After discussing the behaviour of the SOLA target function for a single stellar model, we now discuss how the objective function Eq. (C.3) changes as the stars evolve up the RGB. In Fig. C.3 we show the cumulative integrals of the two components of the objective function Eq. (C.4) for optimal values of Δ as a function of fractional radius. The three panels refer to stellar models in different evolutionary stages, where the first panel is the least evolved model and the last panel is the most evolved model. In the first panel, the first term gains about half of its value in the deep interior and the other half close to the surface. Further, its final value is less than half the value of the second term. As the star evolves, two things happen: (i) the first term gains more and more of its value in the deep interior and (ii) the ratio of the first to the second term increases. This can be explained by the increase in sensitivity to the core region in the individual rotational kernels. In panel c) it is apparent that the first term gains nearly all of its value in the core and reaches about the same value as the second term close to the surface. As discussed above, the magnitude of the second term cannot be increased arbitrarily. This is the reason why the SOLA inversion is not able to suppress cumulative sensitivity to the core in the SAKs for the more evolved stars.

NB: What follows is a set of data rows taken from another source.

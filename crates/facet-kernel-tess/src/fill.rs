//! Loop filler: triangulate a parameter-plane polygon with holes.
//!
//! Works off a doubly-linked front of boundary segments. Triangles are
//! peeled by three strategies tried in order each round: isolated-ear
//! removal, figure-eight resolution (a vertex shared by two
//! non-consecutive front segments), and shortest-segment advance toward
//! the best visible candidate vertex. A conservative first pass rejects
//! any candidate whose new sides cross the front or the original
//! boundary; the tolerant second pass additionally admits collinear
//! boundary overlaps so degenerate-but-legal trims can close.

use facet_kernel_math::{area2d, dist2_2d, Point2};

const NOTFILLED: i32 = -1;
const TOL: f64 = 1.0e-7;

#[derive(Debug, Clone, Copy)]
struct FrontSeg {
    sleft: i32,
    i0: i32,
    i1: i32,
    sright: i32,
    snew: bool,
    mark: bool,
}

/// Reusable scratch buffers of the filler, owned by the build context.
#[derive(Debug, Clone, Default)]
pub struct FillScratch {
    front: Vec<FrontSeg>,
    pts: Vec<i32>,
    segs: Vec<[i32; 2]>,
}

/// Why a fill attempt produced no triangulation.
#[derive(Debug, Clone, Copy, PartialEq, Eq)]
pub enum FillFail {
    /// A contour had fewer than three points.
    DegenerateContour,
    /// The front could not be fully collapsed.
    Incomplete,
}

/// A successful fill.
#[derive(Debug, Clone)]
pub struct FillResult {
    /// Emitted triangles as 1-based vertex triples, CCW in the plane.
    pub tris: Vec<[i32; 3]>,
    /// Figure-eight occurrences found in the outer contour; each drops
    /// the expected triangle count by two from `n - 2 + 2*holes`.
    pub n_fig8: usize,
}

/// Expected triangle count for `npts` total points and `ncontours`
/// contours, before figure-eight adjustment.
pub fn expected_tris(npts: usize, ncontours: usize) -> usize {
    npts - 2 + 2 * (ncontours - 1)
}

/// Check whether the sides `(front[index].i0, i2)` / `(i2, front[index].i1)`
/// of a candidate triangle would cross the active front or the original
/// boundary. Returns true when crossing (candidate must be rejected).
fn cross_seg(
    scratch: &FillScratch,
    index: usize,
    mid: Point2,
    i2: i32,
    verts: &[Point2],
    pass: bool,
) -> bool {
    let uv2 = verts[i2 as usize];
    let if0 = scratch.front[index].i0;
    let if1 = scratch.front[index].i1;
    let uvf0 = verts[if0 as usize];
    let uvf1 = verts[if1 as usize];

    let dist2 = dist2_2d(mid, uv2);
    let dist_f = dist2_2d(uvf0, uvf1);
    let eps = (dist2 + dist_f) * f64::EPSILON;

    let angle = (uv2.y - mid.y).atan2(uv2.x - mid.x);
    let (sinan, cosan) = angle.sin_cos();

    // the active front (only segments created by the advance)
    for (i, f) in scratch.front.iter().enumerate() {
        if i == index || f.sright == NOTFILLED || !f.snew {
            continue;
        }
        let (i0, i1) = (f.i0, f.i1);
        if i0 == i2 || i1 == i2 {
            continue;
        }
        let uv0 = verts[i0 as usize];
        let uv1 = verts[i1 as usize];
        let ty0 = (uv0.y - mid.y) * cosan - (uv0.x - mid.x) * sinan;
        let ty1 = (uv1.y - mid.y) * cosan - (uv1.x - mid.x) * sinan;
        if ty0 == 0.0 && ty1 == 0.0 {
            return true;
        }
        if ty0 * ty1 >= 0.0 {
            continue;
        }
        let frac = -ty0 / (ty1 - ty0);
        if !(0.0..=1.0).contains(&frac) {
            continue;
        }
        let x = Point2::new(uv0.x + frac * (uv1.x - uv0.x), uv0.y + frac * (uv1.y - uv0.y));
        let along = (x.x - mid.x) * cosan + (x.y - mid.y) * sinan;
        if along > 0.0 && along * along < dist2 * (1.0 + TOL) {
            return true;
        }
    }

    // the original loops
    for seg in &scratch.segs {
        let (i0, i1) = (seg[0], seg[1]);
        if (i0 == if0 && i1 == if1) || (i0 == if1 && i1 == if0) {
            continue;
        }
        let uv0 = verts[i0 as usize];
        let uv1 = verts[i1 as usize];

        if pass {
            // collinear overlap checks against both front endpoints
            let a10 = area2d(uv2, uv1, uvf0).abs();
            let a00 = area2d(uv2, uv0, uvf0).abs();
            if a10 < eps && a00 < eps {
                let del2 = uv2 - uvf0;
                let del1 = uv1 - uvf0;
                let del0 = uv0 - uvf0;
                if i1 != if0 && del2.dot(&del1) > 0.0 && del2.norm_squared() > del1.norm_squared() {
                    return true;
                }
                if i0 != if0 && del2.dot(&del0) > 0.0 && del2.norm_squared() > del0.norm_squared() {
                    return true;
                }
            }
            let a11 = area2d(uv2, uv1, uvf1).abs();
            let a01 = area2d(uv2, uv0, uvf1).abs();
            if a11 < eps && a01 < eps {
                let del2 = uv2 - uvf1;
                let del1 = uv1 - uvf1;
                let del0 = uv0 - uvf1;
                if i1 != if1 && del2.dot(&del1) > 0.0 && del2.norm_squared() > del1.norm_squared() {
                    return true;
                }
                if i0 != if1 && del2.dot(&del0) > 0.0 && del2.norm_squared() > del0.norm_squared() {
                    return true;
                }
            }
        }

        if i1 == i2 || i0 == i2 {
            continue;
        }
        let ty0 = (uv0.y - mid.y) * cosan - (uv0.x - mid.x) * sinan;
        let ty1 = (uv1.y - mid.y) * cosan - (uv1.x - mid.x) * sinan;
        if ty0 == 0.0 && ty1 == 0.0 {
            return true;
        }
        if ty0 * ty1 >= 0.0 {
            continue;
        }
        let frac = -ty0 / (ty1 - ty0);
        if !(0.0..=1.0).contains(&frac) {
            continue;
        }
        let x = Point2::new(uv0.x + frac * (uv1.x - uv0.x), uv0.y + frac * (uv1.y - uv0.y));
        let along = (x.x - mid.x) * cosan + (x.y - mid.y) * sinan;
        if along > 0.0 && along * along < dist2 * (1.0 + TOL) {
            return true;
        }
    }

    false
}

Fig. C.3. Cumulative integral of the first and second term of the SOLA objective function, Eq. (C.3), for optimal values of Δ as a function of fractional radius, shown with a blue and orange line, respectively. Panel a) corresponds to the model discussed in Sect. 3, panel b) corresponds to a model around 15 L⊙, and panel c) corresponds to a model at about 20 L⊙, that is, right at the maximum of systematic errors in Fig. 6. |
This discussion shows that applying SOLA inversions to red-giant stars faces some challenges, which mostly occur due to the mixed nature of the oscillation modes and the limited amount of data available. Even though SOLA inversions work for less evolved red giants, this result is numerically not robust, as already a small change of the target-radius changes the properties of the resulting AK substantially. Further, SOLA inversions are not able to recover accurate surface rotation rates for more evolved stars. The inversion parameter Δ is changing the objective function only in an indirect way, which limits the tuning potential of this parameter. As we discuss above, the ability to tune the parameter to obtain accurate results vanishes for an increasing core sensitivity of the oscillation modes. In contrast to that, eMOLA inversions are robust to small changes of the target radius and the inversion parameter θ can be tuned also for the models that are most sensitive to the core region.
Appendix D: Systematic errors
The trade-off parameter θ is calibrated by minimising the sensitivity of the SAK below the base of the convection zone. In Fig. 6 we demonstrate that this essentially eliminates all systematic errors when using the envelope step profile, as this profile has a step at the base of the convection zone. In this section, we show that the SAKs calibrated in this way work similarly well when assuming different stellar rotation profiles. In the upper panel of Fig. D.1 we show the systematic errors of the estimated surface rotation rate when assuming the core step rotation profile as a function of the stellar luminosity. The systematic errors obtained from eMOLA inversions remain small along the whole evolutionary sequence and especially much smaller than the systematic errors obtained from MOLA inversions for the same underlying rotation profile. This shows that the SAKs computed with θ calibrated as described above are also able to recover the surface rotation when assuming a rotation profile with a step deeper inside the stellar core.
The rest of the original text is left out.